The Five Competitive Forces that Shape Strategy and Dynamic Capabilities focus their attention to the different approaches for business success. For one, the object of the article is for firms to be successful and or fail and how the knowledge of these approaches can assist an organization achieve a more profitable position where they are less susceptible to attack. Dynamic management discusses three existing models that describe aspects of an emerging paradigm that we label dynamic capabilities. First: The Competitive forces approach by, Porter (1980.) Whose competition strategy formulation emphasizes the action a firm can take to create defensible positions against competitive forces. Second: Strategic conflict in a publication by Carl Shapiro 1989. The main trust of this strategy is to reveal how a firm can influence the behavior and action of rival firms, and later overpowering the environment. Lastly: Resource based perspective, firms succeed because they have markedly lower costs or offer markedly higher quality or product performance. This approach focuses on the rents accruing to the owners. The Dynamic Capabilities approach is a battle between high technology industries.

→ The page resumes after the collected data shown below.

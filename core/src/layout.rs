//! Pure functions placing pitches in 3D for each view mode.
use std::fmt::Display;
use std::str::FromStr;

use serde::{Deserialize, Serialize};

use crate::config::SpiralConfig;
use crate::error::SpiralError;
use crate::geometry::{on_circle, ring_points, Angle, Float, Point3};
use crate::pitch::{self, Pitch};

#[derive(Debug, Default, Clone, Copy, PartialEq, Eq, Hash, Serialize, Deserialize)]
#[serde(rename_all = "lowercase")]
pub enum ViewMode {
  /// One continuous helix, rising by semitone.
  #[default]
  Spiral,
  /// One flat ring per octave, octaves nested outward.
  Concentric,
  /// Spiral positions, with the connecting line walking each octave by fifths.
  Fifths,
}

impl ViewMode {
  pub fn name(&self) -> &'static str {
    match self {
      ViewMode::Spiral => "spiral",
      ViewMode::Concentric => "concentric",
      ViewMode::Fifths => "fifths",
    }
  }
}

impl Display for ViewMode {
  fn fmt(&self, f: &mut std::fmt::Formatter<'_>) -> std::fmt::Result {
    write!(f, "{}", self.name())
  }
}

impl FromStr for ViewMode {
  type Err = SpiralError;

  fn from_str(s: &str) -> Result<Self, Self::Err> {
    match s.trim().to_ascii_lowercase().as_str() {
      "spiral" => Ok(ViewMode::Spiral),
      "concentric" => Ok(ViewMode::Concentric),
      "fifths" => Ok(ViewMode::Fifths),
      _ => Err(SpiralError::InvalidViewMode(s.to_string())),
    }
  }
}

/// Rotation of the whole layout in semitones, always within 0 ..= 11.
#[derive(Debug, Clone, Copy, Default, PartialEq, Eq, Hash, Serialize, Deserialize)]
pub struct RootOffset(u8);

impl RootOffset {
  /// ```
  /// use spiral_core::layout::RootOffset;
  /// assert_eq!(RootOffset::new(14), RootOffset::new(2));
  /// assert_eq!(RootOffset::new(-1).value(), 11);
  /// ```
  pub fn new(semitones: i32) -> RootOffset {
    RootOffset(semitones.rem_euclid(12) as u8)
  }

  pub fn value(&self) -> u8 {
    self.0
  }

  pub fn angle(&self) -> Angle {
    Angle::Degrees(self.0 as Float * 30.0)
  }
}

impl From<u8> for RootOffset {
  fn from(n: u8) -> Self {
    RootOffset::new(n as i32)
  }
}

impl Display for RootOffset {
  fn fmt(&self, f: &mut std::fmt::Formatter<'_>) -> std::fmt::Result {
    write!(f, "{}", self.0)
  }
}

/// Chromatic indices in circle-of-fifths order, starting from C.
pub const FIFTHS_ORDER: [u8; 12] = [0, 7, 2, 9, 4, 11, 6, 1, 8, 3, 10, 5];

/// Position of a chromatic index within [FIFTHS_ORDER].
pub fn fifths_rank(index: u8) -> usize {
  FIFTHS_ORDER
    .iter()
    .position(|i| *i == index % 12)
    .unwrap_or_default()
}

/// Ring radius for an octave in concentric mode.
pub fn concentric_radius(octave: i32, config: &SpiralConfig) -> Float {
  config.concentric_base_radius + (octave - 1) as Float * config.ring_spacing
}

/// Where `pitch` sits in `mode` with the layout rotated by `root`.
pub fn position(pitch: &Pitch, mode: ViewMode, root: RootOffset, config: &SpiralConfig) -> Point3 {
  let angle = pitch.helix_angle() - root.angle();
  match mode {
    ViewMode::Spiral | ViewMode::Fifths => on_circle(
      config.helix_radius,
      angle,
      pitch.height_with(config.y_per_semitone),
    ),
    ViewMode::Concentric => on_circle(concentric_radius(pitch.octave, config), angle, 0.0),
  }
}

/// Target positions for every pitch in the catalog, in catalog order.
pub fn all_positions(mode: ViewMode, root: RootOffset, config: &SpiralConfig) -> Vec<Point3> {
  pitch::all()
    .iter()
    .map(|p| position(p, mode, root, config))
    .collect()
}

/// MIDI numbers in the order the connecting line visits them. Chromatic for
/// spiral and concentric; for fifths, octaves ascend and each octave is walked
/// in fifths order.
pub fn traversal_order(mode: ViewMode) -> Vec<u8> {
  let mut order: Vec<&Pitch> = pitch::all().iter().collect();
  if mode == ViewMode::Fifths {
    order.sort_by_key(|p| (p.octave, fifths_rank(p.index())));
  }
  order.into_iter().map(|p| p.midi).collect()
}

#[derive(Debug, Clone, PartialEq)]
pub struct OctaveRing {
  pub octave: i32,
  pub radius: Float,
  pub y: Float,
  /// `segments + 1` points, closed.
  pub points: Vec<Point3>,
}

/// One ring per octave present in the catalog. `positions` are the current node
/// positions in catalog order, used to place spiral rings at the height of each
/// octave's C.
pub fn octave_rings(mode: ViewMode, positions: &[Point3], config: &SpiralConfig) -> Vec<OctaveRing> {
  let first = pitch::all().first().map(|p| p.octave).unwrap_or(0);
  let last = pitch::all().last().map(|p| p.octave).unwrap_or(0);

  (first..=last)
    .map(|octave| {
      let (radius, y) = match mode {
        ViewMode::Concentric => (concentric_radius(octave, config), 0.0),
        ViewMode::Spiral | ViewMode::Fifths => {
          let c_midi = (octave + 1) * 12;
          let y = pitch::by_midi(c_midi)
            .and_then(|p| positions.get(p.catalog_index()))
            .map(|pos| pos.y)
            .unwrap_or(0.0);
          (config.helix_radius, y)
        }
      };
      OctaveRing {
        octave,
        radius,
        y,
        points: ring_points(radius, y, config.ring_segments),
      }
    })
    .collect()
}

Companies such as IBM, Texas Instruments, and Phillips have followed a resource based strategy of accumulating technological assets.
Furthermore, The Five Competitive Forces that Shape Strategy by Michael Porter, looks at the power of five distinct competitive forces, which can determine long-term profitability and competition.
• Rivalry among existing competition is fierce in the industry but often not seen and not limiting.
• Threat of New Entrants puts pressure on existing prices, costs, and the rate of investments necessary to compete.
• Bargaining Power of Suppliers captures most of the value for themselves by charging higher prices and quality of products low.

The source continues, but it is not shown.